Exercise instructions
Each record below should be printed exactly as it was written.
======== Data records ========
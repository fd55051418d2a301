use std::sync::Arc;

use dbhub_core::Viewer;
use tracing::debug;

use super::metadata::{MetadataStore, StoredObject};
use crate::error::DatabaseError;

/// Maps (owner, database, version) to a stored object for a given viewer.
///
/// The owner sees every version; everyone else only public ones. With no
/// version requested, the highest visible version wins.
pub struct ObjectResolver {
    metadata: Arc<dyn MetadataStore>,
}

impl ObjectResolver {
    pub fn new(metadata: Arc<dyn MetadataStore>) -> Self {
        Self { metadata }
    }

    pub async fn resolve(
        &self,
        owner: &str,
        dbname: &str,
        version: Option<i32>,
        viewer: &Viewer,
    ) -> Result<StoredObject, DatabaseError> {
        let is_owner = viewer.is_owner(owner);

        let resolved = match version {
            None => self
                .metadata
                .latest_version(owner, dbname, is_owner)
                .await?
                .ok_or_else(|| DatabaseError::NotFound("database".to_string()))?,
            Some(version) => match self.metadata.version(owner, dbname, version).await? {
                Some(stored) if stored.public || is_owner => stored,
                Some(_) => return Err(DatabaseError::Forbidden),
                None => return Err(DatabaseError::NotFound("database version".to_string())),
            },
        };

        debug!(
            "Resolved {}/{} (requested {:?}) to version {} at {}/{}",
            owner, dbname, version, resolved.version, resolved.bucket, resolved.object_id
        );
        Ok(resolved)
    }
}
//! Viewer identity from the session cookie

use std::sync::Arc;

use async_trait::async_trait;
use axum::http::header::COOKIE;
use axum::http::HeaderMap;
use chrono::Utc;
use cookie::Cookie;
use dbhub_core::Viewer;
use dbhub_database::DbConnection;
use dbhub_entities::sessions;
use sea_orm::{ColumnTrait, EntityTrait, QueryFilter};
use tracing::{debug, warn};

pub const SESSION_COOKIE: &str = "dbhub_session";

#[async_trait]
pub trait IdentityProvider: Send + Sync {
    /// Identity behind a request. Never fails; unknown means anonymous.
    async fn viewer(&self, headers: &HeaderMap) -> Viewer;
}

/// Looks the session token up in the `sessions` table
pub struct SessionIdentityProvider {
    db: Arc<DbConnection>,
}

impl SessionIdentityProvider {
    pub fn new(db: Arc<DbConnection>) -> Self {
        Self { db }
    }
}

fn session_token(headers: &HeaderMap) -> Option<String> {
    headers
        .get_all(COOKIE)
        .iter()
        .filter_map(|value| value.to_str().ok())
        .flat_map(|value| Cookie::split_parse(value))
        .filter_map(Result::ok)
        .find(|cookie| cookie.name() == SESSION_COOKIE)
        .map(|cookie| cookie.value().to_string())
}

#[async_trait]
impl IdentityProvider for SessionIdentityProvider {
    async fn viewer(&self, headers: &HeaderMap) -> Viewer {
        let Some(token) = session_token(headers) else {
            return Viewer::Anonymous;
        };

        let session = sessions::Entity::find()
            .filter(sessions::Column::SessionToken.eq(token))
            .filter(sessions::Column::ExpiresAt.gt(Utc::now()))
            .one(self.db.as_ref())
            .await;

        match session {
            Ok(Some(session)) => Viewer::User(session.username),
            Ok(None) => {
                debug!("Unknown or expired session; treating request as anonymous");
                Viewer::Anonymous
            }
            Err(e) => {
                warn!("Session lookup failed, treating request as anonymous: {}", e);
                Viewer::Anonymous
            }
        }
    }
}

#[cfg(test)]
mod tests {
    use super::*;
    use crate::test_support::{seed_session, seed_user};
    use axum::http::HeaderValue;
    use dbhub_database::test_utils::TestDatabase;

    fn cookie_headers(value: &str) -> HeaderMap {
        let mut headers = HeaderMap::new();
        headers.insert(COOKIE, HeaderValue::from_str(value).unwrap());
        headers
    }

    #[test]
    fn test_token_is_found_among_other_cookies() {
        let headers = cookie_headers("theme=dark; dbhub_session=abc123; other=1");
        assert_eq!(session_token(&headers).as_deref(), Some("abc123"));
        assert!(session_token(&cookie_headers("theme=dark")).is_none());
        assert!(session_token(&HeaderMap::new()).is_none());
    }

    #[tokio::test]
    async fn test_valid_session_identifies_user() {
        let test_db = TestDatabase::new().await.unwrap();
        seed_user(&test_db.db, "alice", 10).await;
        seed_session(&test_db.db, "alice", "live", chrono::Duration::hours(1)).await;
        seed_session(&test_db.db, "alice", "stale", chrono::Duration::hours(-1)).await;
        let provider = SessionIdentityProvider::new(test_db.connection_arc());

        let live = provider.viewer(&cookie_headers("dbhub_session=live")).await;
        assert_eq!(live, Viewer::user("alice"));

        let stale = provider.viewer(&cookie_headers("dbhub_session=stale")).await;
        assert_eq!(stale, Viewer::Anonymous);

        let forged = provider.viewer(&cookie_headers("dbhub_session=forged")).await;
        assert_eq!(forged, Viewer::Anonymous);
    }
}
========
Result of this task
repository fd55051418d2a301
use std::sync::Arc;

use dbhub_core::Viewer;
use tracing::debug;

use super::metadata::{MetadataStore, StoredObject};
use crate::error::DatabaseError;

/// Maps (owner, database, version) to a stored object for a given viewer.
///
/// The owner sees every version; everyone else only public ones. With no
/// version requested, the highest visible version wins.
pub struct ObjectResolver {
    metadata: Arc<dyn MetadataStore>,
}

impl ObjectResolver {
    pub fn new(metadata: Arc<dyn MetadataStore>) -> Self {
        Self { metadata }
    }

    pub async fn resolve(
        &self,
        owner: &str,
        dbname: &str,
        version: Option<i32>,
        viewer: &Viewer,
    ) -> Result<StoredObject, DatabaseError> {
        let is_owner = viewer.is_owner(owner);

        let resolved = match version {
            None => self
                .metadata
                .latest_version(owner, dbname, is_owner)
                .await?
                .ok_or_else(|| DatabaseError::NotFound("database".to_string()))?,
            Some(version) => match self.metadata.version(owner, dbname, version).await? {
                Some(stored) if stored.public || is_owner => stored,
                Some(_) => return Err(DatabaseError::Forbidden),
                None => return Err(DatabaseError::NotFound("database version".to_string())),
            },
        };

        debug!(
            "Resolved {}/{} (requested {:?}) to version {} at {}/{}",
            owner, dbname, version, resolved.version, resolved.bucket, resolved.object_id
        );
        Ok(resolved)
    }
}
//! Viewer identity from the session cookie

use std::sync::Arc;

use async_trait::async_trait;
use axum::http::header::COOKIE;
use axum::http::HeaderMap;
use chrono::Utc;
use cookie::Cookie;
use dbhub_core::Viewer;
use dbhub_database::DbConnection;
use dbhub_entities::sessions;
use sea_orm::{ColumnTrait, EntityTrait, QueryFilter};
use tracing::{debug, warn};

pub const SESSION_COOKIE: &str = "dbhub_session";

#[async_trait]
pub trait IdentityProvider: Send + Sync {
    /// Identity behind a request. Never fails; unknown means anonymous.
    async fn viewer(&self, headers: &HeaderMap) -> Viewer;
}

/// Looks the session token up in the `sessions` table
pub struct SessionIdentityProvider {
    db: Arc<DbConnection>,
}

impl SessionIdentityProvider {
    pub fn new(db: Arc<DbConnection>) -> Self {
        Self { db }
    }
}

fn session_token(headers: &HeaderMap) -> Option<String> {
    headers
        .get_all(COOKIE)
        .iter()
        .filter_map(|value| value.to_str().ok())
        .flat_map(|value| Cookie::split_parse(value))
        .filter_map(Result::ok)
        .find(|cookie| cookie.name() == SESSION_COOKIE)
        .map(|cookie| cookie.value().to_string())
}

#[async_trait]
impl IdentityProvider for SessionIdentityProvider {
    async fn viewer(&self, headers: &HeaderMap) -> Viewer {
        let Some(token) = session_token(headers) else {
            return Viewer::Anonymous;
        };

        let session = sessions::Entity::find()
            .filter(sessions::Column::SessionToken.eq(token))
            .filter(sessions::Column::ExpiresAt.gt(Utc::now()))
            .one(self.db.as_ref())
            .await;

        match session {
            Ok(Some(session)) => Viewer::User(session.username),
            Ok(None) => {
                debug!("Unknown or expired session; treating request as anonymous");
                Viewer::Anonymous
            }
            Err(e) => {
                warn!("Session lookup failed, treating request as anonymous: {}", e);
                Viewer::Anonymous
            }
        }
    }
}

#[cfg(test)]
mod tests {
    use super::*;
    use crate::test_support::{seed_session, seed_user};
    use axum::http::HeaderValue;
    use dbhub_database::test_utils::TestDatabase;

    fn cookie_headers(value: &str) -> HeaderMap {
        let mut headers = HeaderMap::new();
        headers.insert(COOKIE, HeaderValue::from_str(value).unwrap());
        headers
    }

    #[test]
    fn test_token_is_found_among_other_cookies() {
        let headers = cookie_headers("theme=dark; dbhub_session=abc123; other=1");
        assert_eq!(session_token(&headers).as_deref(), Some("abc123"));
        assert!(session_token(&cookie_headers("theme=dark")).is_none());
        assert!(session_token(&HeaderMap::new()).is_none());
    }

    #[tokio::test]
    async fn test_valid_session_identifies_user() {
        let test_db = TestDatabase::new().await.unwrap();
        seed_user(&test_db.db, "alice", 10).await;
        seed_session(&test_db.db, "alice", "live", chrono::Duration::hours(1)).await;
        seed_session(&test_db.db, "alice", "stale", chrono::Duration::hours(-1)).await;
        let provider = SessionIdentityProvider::new(test_db.connection_arc());

        let live = provider.viewer(&cookie_headers("dbhub_session=live")).await;
        assert_eq!(live, Viewer::user("alice"));

        let stale = provider.viewer(&cookie_headers("dbhub_session=stale")).await;
        assert_eq!(stale, Viewer::Anonymous);

        let forged = provider.viewer(&cookie_headers("dbhub_session=forged")).await;
        assert_eq!(forged, Viewer::Anonymous);
    }
}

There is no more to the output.